Peine de prison pour l'activiste Stella Nyanzi en Ouganda

L'universitaire ougandaise Stella Nyanzi lors de son procès pour cyber-harcèlement du chef de l'État, le 10 avril 2017.
© GAEL GRILHOT / AFP

L'inquiétude des organisations de défense des droits de l'homme s'exprime après la condamnation de la militante et universitaire à 18 mois de prison en Ouganda.

Stella Nyanzi avait été arrêté le 2 novembre dernier après avoir posté un poème sur les réseaux sociaux critiquant le président Museveni. Le docteur Stella Nyanzi est condamné à un an et demi de prison pour harcèlement sur internet du président.

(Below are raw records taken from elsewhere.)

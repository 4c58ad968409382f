use std::time::Duration;

use anyhow::Result;
use config::{Config, File};
use ethers::types::{Address, U256};
use serde::Deserialize;

use crate::error::TaskError;
use crate::utils::names::NameStyle;

#[derive(Debug, Deserialize, Clone)]
pub struct AppConfig {
    pub rpc_url: String,
    pub chain_id: u64,
    pub controller_address: String,
    pub resolver_address: String,
    #[serde(default = "default_tld")]
    pub tld: String,
    /// Registration duration in seconds. Defaults to one year.
    #[serde(default = "default_duration_secs")]
    pub duration_secs: u64,
    #[serde(default = "default_gas_price_gwei")]
    pub gas_price_gwei: u64,
    #[serde(default = "default_reverse_record")]
    pub reverse_record: bool,
    #[serde(default)]
    pub owner_controlled_fuses: u16,
    /// Number of registration tasks to run in this batch.
    pub domain_count: usize,
    #[serde(default = "default_max_concurrency")]
    pub max_concurrency: usize,
    #[serde(default = "default_key_file")]
    pub key_file: String,
    #[serde(default)]
    pub proxy_file: Option<String>,
    #[serde(default)]
    pub name_style: NameStyle,
    #[serde(default = "default_max_attempts")]
    pub max_attempts: u32,
    #[serde(default = "default_receipt_timeout_secs")]
    pub receipt_timeout_secs: u64,
    /// Mirrors the registrar's enforced minimum commitment age.
    #[serde(default = "default_commitment_age_secs")]
    pub commitment_age_secs: u64,
    #[serde(default = "default_probe_url")]
    pub probe_url: String,
    #[serde(default = "default_probe_timeout_secs")]
    pub probe_timeout_secs: u64,
    #[serde(default = "default_restart_delay_secs")]
    pub restart_delay_secs: u64,
}

impl AppConfig {
    pub fn load(path: &str) -> Result<Self> {
        let settings = Config::builder()
            .add_source(File::with_name(path))
            .build()?;

        settings.try_deserialize().map_err(|e| anyhow::anyhow!(e))
    }

    /// Parses the configured addresses and bakes the protocol constants into
    /// the form the registration machine consumes.
    pub fn protocol(&self) -> Result<ProtocolConfig, TaskError> {
        let controller = self.controller_address.parse::<Address>().map_err(|_| {
            TaskError::InvalidConfiguredAddress {
                field: "controller_address",
                value: self.controller_address.clone(),
            }
        })?;
        let resolver = self.resolver_address.parse::<Address>().map_err(|_| {
            TaskError::InvalidConfiguredAddress {
                field: "resolver_address",
                value: self.resolver_address.clone(),
            }
        })?;

        Ok(ProtocolConfig {
            controller,
            resolver,
            duration: U256::from(self.duration_secs),
            reverse_record: self.reverse_record,
            fuses: self.owner_controlled_fuses,
            gas_price: U256::from(self.gas_price_gwei) * U256::exp10(9),
            receipt_timeout: Duration::from_secs(self.receipt_timeout_secs),
            commitment_age: Duration::from_secs(self.commitment_age_secs),
            tld: self.tld.clone(),
        })
    }
}

/// Immutable registrar protocol parameters shared by every task. Passed in
/// explicitly rather than read from ambient state.
#[derive(Debug, Clone)]
pub struct ProtocolConfig {
    pub controller: Address,
    pub resolver: Address,
    pub duration: U256,
    pub reverse_record: bool,
    pub fuses: u16,
    pub gas_price: U256,
    pub receipt_timeout: Duration,
    pub commitment_age: Duration,
    pub tld: String,
}

fn default_tld() -> String {
    "phrs".to_string()
}

fn default_duration_secs() -> u64 {
    60 * 60 * 24 * 365
}

fn default_gas_price_gwei() -> u64 {
    2
}

fn default_reverse_record() -> bool {
    true
}

fn default_max_concurrency() -> usize {
    5
}

fn default_key_file() -> String {
    "accounts.txt".to_string()
}

fn default_max_attempts() -> u32 {
    5
}

fn default_receipt_timeout_secs() -> u64 {
    120
}

fn default_commitment_age_secs() -> u64 {
    60
}

fn default_probe_url() -> String {
    "https://api.ipify.org".to_string()
}

fn default_probe_timeout_secs() -> u64 {
    10
}

fn default_restart_delay_secs() -> u64 {
    60
}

Pour Amnesty international, ce verdict est scandaleux et contraire aux principes de liberté d'expression. Pour l'avocat et militant des droits de l'homme, Nicholas Opiyo, de Chapter 4 Uganda, c'est une page sombre de l'histoire de l'Ouganda qui s'ouvre.

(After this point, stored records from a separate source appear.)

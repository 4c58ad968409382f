pub mod logger;
pub mod names;
pub mod proxy_manager;
pub mod retry;
pub mod wallet_manager;
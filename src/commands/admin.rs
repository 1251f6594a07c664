//! Admin commands: the fragment-token gate and the management view.
//!
//! Every command here re-derives authorization from the last reported
//! fragment; there is no session to expire. Two admins updating the same
//! order race as last-write-wins — each update is one atomic store call
//! with no version check, which is acceptable at this shop's scale.

use serde_json::Value;
use tauri::Emitter;
use tracing::info;

use crate::commands::orders::parse_order_id_payload;
use crate::{admin, db, orders};

fn parse_fragment_payload(arg0: Option<Value>) -> String {
    match arg0 {
        Some(Value::String(s)) => s,
        Some(Value::Object(obj)) => obj
            .get("fragment")
            .or_else(|| obj.get("hash"))
            .and_then(|v| v.as_str())
            .unwrap_or_default()
            .to_string(),
        _ => String::new(),
    }
}

fn require_authorized(state: &admin::AdminState) -> Result<(), String> {
    if state.authorized() {
        Ok(())
    } else {
        Err("Admin token missing or invalid".into())
    }
}

fn authorization_json(state: &admin::AdminState) -> Value {
    serde_json::json!({
        "authorized": state.authorized(),
        "hasToken": state.token_present(),
    })
}

/// The webview forwards every hashchange/popstate here. Emits
/// `admin_authorization_changed` only when the gate actually flips, so
/// the admin view re-evaluates without a reload.
#[tauri::command]
pub async fn admin_fragment_changed(
    arg0: Option<Value>,
    state: tauri::State<'_, admin::AdminState>,
    app: tauri::AppHandle,
) -> Result<Value, String> {
    let fragment = parse_fragment_payload(arg0);
    let (authorized, changed) = state.update_fragment(&fragment);
    if changed {
        info!(authorized, "Admin authorization changed");
        let _ = app.emit(
            "admin_authorization_changed",
            serde_json::json!({ "authorized": authorized }),
        );
    }
    Ok(authorization_json(&state))
}

#[tauri::command]
pub async fn admin_get_authorization(
    state: tauri::State<'_, admin::AdminState>,
) -> Result<Value, String> {
    Ok(authorization_json(&state))
}

/// Orders for the admin table, both filters applied, newest first.
#[tauri::command]
pub async fn admin_list_orders(
    arg0: Option<Value>,
    state: tauri::State<'_, admin::AdminState>,
    db: tauri::State<'_, db::DbState>,
) -> Result<Value, String> {
    require_authorized(&state)?;

    let (payment_raw, status_raw) = match &arg0 {
        Some(Value::Object(obj)) => (
            obj.get("paymentFilter")
                .and_then(|v| v.as_str())
                .unwrap_or("all")
                .to_string(),
            obj.get("statusFilter")
                .and_then(|v| v.as_str())
                .unwrap_or("all")
                .to_string(),
        ),
        _ => ("all".to_string(), "all".to_string()),
    };
    let payment_filter = admin::PaymentFilter::parse(&payment_raw)?;
    let status_filter = admin::StatusFilter::parse(&status_raw)?;

    // Always a fresh fetch; the admin view never caches a mutable copy
    let all = orders::get_all_orders(&db)?;
    let filtered = admin::filter_orders(all, payment_filter, status_filter);
    serde_json::to_value(filtered).map_err(|e| format!("serialize orders: {e}"))
}

#[tauri::command]
pub async fn admin_get_order(
    arg0: Option<Value>,
    state: tauri::State<'_, admin::AdminState>,
    db: tauri::State<'_, db::DbState>,
) -> Result<Value, String> {
    require_authorized(&state)?;
    let order_id = parse_order_id_payload(arg0)?;
    match orders::get_order(&db, order_id)? {
        Some(order) => serde_json::to_value(order).map_err(|e| format!("serialize order: {e}")),
        None => Ok(Value::Null),
    }
}

/// Set an order's status. Any target status from the enumerated set is
/// accepted (staff use this to correct mistakes); unknown ids resolve to
/// null so the detail view shows "no such order" instead of crashing.
#[tauri::command]
pub async fn admin_update_order_status(
    arg0: Option<Value>,
    state: tauri::State<'_, admin::AdminState>,
    db: tauri::State<'_, db::DbState>,
    app: tauri::AppHandle,
) -> Result<Value, String> {
    require_authorized(&state)?;

    let Some(Value::Object(obj)) = &arg0 else {
        return Err("Invalid status update payload".into());
    };
    let order_id = parse_order_id_payload(arg0.clone())?;
    let status_raw = obj
        .get("status")
        .or_else(|| obj.get("newStatus"))
        .and_then(|v| v.as_str())
        .map(str::trim)
        .filter(|s| !s.is_empty())
        .ok_or("Missing status")?;
    let new_status = orders::OrderStatus::parse(status_raw)?;
    let changed_by = obj
        .get("changedBy")
        .or_else(|| obj.get("changed_by"))
        .and_then(|v| v.as_str())
        .map(str::trim)
        .filter(|s| !s.is_empty())
        .unwrap_or("admin");

    match orders::update_order_status(&db, order_id, new_status, changed_by)? {
        Some(order) => {
            let _ = app.emit(
                "order_status_changed",
                serde_json::json!({
                    "orderId": order.id,
                    "status": new_status.as_str(),
                }),
            );
            serde_json::to_value(order).map_err(|e| format!("serialize order: {e}"))
        }
        None => Ok(Value::Null),
    }
}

« Dans le passé, l'arrestation de personnalités de l'opposition, de voix dissidentes, ne servait qu'à intimider. Leurs affaires n'arrivaient jamais devant le tribunal. La plupart de ces dossiers étaient abandonnés ou retirés avant d'arriver devant un juge, l'État perdait tout intérêt avec le temps pour ces affaires. Donc Stella est l'une des premières avec un profil aussi élevé à être effectivement condamnée et je pense que c'est un précédent et que ça va devenir la norme, s'inquiète Nicholas Opiyo. Par le passé, les gens craignaient de perdre leur temps à repondre à des convocations de la police ou de tribunaux. Alors que maintenant, ils risquent vraiment d'être condamné et détenu. Cela pourrait être une nouvelle pratique. Et ça ne peut pas qu'inquiéter, terroriser tous ceux qui souhaiteraient critiquer le gouvernement. Je pense que c'est très alarmant qu'on ait permis que ce genre de décision soit prise. Une page sombre risque de s'ouvrir pour toutes les voix dissidentes en Ouganda. »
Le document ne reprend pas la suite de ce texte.